Try it: Please copy, character for character, each line from the beginning of the listing to the line containing "outgrows the pattern.", including both.

+ + + +

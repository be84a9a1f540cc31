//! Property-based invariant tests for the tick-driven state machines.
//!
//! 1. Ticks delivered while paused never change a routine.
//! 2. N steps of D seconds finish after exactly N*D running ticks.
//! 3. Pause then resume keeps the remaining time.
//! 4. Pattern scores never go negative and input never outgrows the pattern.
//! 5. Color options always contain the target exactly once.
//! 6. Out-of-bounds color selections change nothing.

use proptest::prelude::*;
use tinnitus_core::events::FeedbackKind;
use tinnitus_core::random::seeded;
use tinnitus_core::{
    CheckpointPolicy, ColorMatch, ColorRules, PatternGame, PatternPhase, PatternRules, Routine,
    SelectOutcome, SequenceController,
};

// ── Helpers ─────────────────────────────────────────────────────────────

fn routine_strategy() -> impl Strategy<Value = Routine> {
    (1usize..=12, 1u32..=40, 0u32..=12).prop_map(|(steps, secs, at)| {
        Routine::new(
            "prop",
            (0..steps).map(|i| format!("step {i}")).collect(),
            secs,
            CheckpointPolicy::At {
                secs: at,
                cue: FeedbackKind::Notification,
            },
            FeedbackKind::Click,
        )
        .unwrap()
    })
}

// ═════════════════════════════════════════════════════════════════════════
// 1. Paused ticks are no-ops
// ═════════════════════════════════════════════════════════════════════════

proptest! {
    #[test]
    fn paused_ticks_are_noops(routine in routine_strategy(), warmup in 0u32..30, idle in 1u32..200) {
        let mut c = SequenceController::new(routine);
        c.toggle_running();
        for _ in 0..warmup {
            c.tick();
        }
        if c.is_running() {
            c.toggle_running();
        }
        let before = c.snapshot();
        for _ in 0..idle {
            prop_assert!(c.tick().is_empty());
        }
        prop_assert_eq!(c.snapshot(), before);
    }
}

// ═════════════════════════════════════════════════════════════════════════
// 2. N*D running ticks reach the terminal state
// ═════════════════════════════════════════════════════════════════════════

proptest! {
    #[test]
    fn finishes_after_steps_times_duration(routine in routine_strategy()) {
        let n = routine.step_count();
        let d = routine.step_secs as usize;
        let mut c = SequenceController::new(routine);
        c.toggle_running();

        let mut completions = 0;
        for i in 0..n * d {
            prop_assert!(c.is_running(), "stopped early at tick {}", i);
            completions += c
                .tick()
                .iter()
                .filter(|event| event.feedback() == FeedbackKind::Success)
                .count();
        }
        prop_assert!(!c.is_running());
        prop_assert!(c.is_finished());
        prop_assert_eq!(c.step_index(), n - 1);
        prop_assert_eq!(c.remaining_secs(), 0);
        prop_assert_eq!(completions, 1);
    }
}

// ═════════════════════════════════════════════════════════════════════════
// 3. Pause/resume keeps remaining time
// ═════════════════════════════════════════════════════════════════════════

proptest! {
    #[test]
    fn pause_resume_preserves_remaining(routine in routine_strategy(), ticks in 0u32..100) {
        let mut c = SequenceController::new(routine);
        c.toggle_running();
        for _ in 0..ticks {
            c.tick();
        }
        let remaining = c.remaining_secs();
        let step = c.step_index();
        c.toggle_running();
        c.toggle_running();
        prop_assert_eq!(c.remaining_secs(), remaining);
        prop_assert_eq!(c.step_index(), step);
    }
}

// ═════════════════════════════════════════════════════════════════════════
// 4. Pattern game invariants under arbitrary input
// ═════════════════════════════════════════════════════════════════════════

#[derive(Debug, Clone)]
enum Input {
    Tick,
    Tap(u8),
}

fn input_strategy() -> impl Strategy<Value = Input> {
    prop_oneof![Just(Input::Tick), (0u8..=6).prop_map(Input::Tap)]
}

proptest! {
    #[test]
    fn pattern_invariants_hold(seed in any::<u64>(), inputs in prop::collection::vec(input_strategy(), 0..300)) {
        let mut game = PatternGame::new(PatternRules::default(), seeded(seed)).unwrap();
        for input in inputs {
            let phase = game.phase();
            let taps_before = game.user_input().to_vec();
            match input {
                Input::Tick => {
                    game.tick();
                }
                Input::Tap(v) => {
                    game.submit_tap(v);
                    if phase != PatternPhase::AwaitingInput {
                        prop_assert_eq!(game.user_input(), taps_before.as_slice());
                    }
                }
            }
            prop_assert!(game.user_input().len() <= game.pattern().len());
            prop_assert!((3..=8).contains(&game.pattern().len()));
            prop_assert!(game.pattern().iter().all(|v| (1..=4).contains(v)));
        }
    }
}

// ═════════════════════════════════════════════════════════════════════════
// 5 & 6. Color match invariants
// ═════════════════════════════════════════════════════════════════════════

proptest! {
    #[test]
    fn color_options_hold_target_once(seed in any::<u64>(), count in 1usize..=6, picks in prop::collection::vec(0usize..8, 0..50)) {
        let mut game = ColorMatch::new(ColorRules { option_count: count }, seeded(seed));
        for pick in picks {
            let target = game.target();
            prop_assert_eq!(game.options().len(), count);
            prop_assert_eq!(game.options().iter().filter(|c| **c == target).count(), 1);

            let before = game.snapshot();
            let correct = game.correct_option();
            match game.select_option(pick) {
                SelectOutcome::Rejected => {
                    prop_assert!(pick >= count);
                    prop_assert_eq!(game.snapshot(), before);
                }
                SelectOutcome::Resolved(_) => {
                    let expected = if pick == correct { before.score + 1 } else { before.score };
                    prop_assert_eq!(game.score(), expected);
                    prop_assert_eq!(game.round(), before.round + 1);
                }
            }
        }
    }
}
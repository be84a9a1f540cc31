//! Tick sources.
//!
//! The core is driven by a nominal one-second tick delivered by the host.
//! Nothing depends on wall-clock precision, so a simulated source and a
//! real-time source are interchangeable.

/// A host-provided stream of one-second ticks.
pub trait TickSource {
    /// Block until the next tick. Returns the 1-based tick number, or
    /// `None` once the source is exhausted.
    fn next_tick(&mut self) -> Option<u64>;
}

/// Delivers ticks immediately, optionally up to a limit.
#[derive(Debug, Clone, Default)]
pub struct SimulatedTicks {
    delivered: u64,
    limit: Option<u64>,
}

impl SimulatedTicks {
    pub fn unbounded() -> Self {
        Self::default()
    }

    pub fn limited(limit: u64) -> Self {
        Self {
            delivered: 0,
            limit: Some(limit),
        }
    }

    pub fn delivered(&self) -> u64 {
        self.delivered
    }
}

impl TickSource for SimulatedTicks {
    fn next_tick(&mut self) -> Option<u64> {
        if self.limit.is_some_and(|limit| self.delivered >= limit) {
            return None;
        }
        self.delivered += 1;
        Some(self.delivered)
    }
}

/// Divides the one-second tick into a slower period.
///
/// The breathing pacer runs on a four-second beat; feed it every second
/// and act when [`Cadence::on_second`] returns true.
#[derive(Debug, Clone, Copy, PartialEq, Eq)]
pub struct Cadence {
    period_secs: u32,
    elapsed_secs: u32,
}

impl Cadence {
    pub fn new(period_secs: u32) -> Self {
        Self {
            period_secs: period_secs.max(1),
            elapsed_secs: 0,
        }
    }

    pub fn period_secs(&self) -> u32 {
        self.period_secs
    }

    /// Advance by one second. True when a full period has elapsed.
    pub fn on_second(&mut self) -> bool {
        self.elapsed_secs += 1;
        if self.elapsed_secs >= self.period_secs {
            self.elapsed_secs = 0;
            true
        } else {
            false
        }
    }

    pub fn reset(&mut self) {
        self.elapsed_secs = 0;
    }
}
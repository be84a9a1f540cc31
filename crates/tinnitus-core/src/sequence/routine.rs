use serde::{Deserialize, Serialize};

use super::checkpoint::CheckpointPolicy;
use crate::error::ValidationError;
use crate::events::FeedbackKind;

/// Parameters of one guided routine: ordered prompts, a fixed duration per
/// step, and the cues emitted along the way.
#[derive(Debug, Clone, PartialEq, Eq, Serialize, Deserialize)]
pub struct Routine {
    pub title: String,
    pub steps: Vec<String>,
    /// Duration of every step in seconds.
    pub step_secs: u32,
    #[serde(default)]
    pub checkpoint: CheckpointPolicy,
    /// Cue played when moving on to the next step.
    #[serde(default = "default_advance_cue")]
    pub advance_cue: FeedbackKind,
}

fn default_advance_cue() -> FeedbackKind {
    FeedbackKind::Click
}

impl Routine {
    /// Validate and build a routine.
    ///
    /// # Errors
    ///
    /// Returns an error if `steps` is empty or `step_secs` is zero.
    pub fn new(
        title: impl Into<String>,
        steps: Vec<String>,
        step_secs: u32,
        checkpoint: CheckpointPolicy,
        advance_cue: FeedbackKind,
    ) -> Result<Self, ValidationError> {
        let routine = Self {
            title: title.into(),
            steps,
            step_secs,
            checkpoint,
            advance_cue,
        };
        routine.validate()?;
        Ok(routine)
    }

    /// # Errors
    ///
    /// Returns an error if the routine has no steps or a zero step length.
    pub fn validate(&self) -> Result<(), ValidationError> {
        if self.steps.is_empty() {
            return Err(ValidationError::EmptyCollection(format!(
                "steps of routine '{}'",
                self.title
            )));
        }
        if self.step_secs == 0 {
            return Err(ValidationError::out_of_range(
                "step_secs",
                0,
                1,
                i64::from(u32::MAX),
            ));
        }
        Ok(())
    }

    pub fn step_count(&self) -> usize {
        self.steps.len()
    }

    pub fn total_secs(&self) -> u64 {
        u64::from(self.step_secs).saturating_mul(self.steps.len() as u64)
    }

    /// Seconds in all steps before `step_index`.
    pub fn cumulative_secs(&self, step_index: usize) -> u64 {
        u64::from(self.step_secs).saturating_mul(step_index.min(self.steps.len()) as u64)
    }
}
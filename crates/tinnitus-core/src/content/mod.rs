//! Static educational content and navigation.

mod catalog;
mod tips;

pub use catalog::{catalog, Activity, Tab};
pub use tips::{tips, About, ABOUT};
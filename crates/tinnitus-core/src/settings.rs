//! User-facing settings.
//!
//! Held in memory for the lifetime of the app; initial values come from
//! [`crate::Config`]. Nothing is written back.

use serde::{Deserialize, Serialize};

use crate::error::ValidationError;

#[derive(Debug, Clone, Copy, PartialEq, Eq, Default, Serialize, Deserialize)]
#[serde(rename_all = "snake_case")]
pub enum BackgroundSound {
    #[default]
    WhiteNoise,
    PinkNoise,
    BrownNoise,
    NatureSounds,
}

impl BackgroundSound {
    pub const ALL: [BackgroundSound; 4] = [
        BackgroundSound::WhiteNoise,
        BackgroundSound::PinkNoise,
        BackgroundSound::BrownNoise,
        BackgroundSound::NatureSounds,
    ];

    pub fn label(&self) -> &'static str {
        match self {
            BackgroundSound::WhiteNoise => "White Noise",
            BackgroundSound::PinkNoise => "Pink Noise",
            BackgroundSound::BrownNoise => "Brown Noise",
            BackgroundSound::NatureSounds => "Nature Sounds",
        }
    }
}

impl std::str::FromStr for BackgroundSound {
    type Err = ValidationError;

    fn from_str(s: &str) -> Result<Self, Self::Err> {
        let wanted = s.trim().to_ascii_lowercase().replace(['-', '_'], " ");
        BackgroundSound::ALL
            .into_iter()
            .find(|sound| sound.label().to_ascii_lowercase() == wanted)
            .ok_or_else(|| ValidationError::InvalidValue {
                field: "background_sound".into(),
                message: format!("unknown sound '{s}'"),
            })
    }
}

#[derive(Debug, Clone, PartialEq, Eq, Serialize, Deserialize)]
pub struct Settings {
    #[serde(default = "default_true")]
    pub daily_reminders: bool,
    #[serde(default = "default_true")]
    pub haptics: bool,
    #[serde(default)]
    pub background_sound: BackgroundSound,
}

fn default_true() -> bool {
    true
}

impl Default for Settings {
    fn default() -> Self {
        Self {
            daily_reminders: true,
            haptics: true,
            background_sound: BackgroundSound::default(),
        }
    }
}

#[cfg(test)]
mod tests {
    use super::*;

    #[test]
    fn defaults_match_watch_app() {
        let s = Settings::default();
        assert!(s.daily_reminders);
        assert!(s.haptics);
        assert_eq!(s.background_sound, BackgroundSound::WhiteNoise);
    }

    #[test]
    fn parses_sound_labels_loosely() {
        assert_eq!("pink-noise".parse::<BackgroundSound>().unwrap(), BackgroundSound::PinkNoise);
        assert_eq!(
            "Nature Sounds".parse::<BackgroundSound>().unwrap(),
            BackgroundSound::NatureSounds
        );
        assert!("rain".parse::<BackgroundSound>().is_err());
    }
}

+ + + +

Solved exercise:
repository be84a9a1f540cc31
//! Property-based invariant tests for the tick-driven state machines.
//!
//! 1. Ticks delivered while paused never change a routine.
//! 2. N steps of D seconds finish after exactly N*D running ticks.
//! 3. Pause then resume keeps the remaining time.
//! 4. Pattern scores never go negative and input never outgrows the pattern.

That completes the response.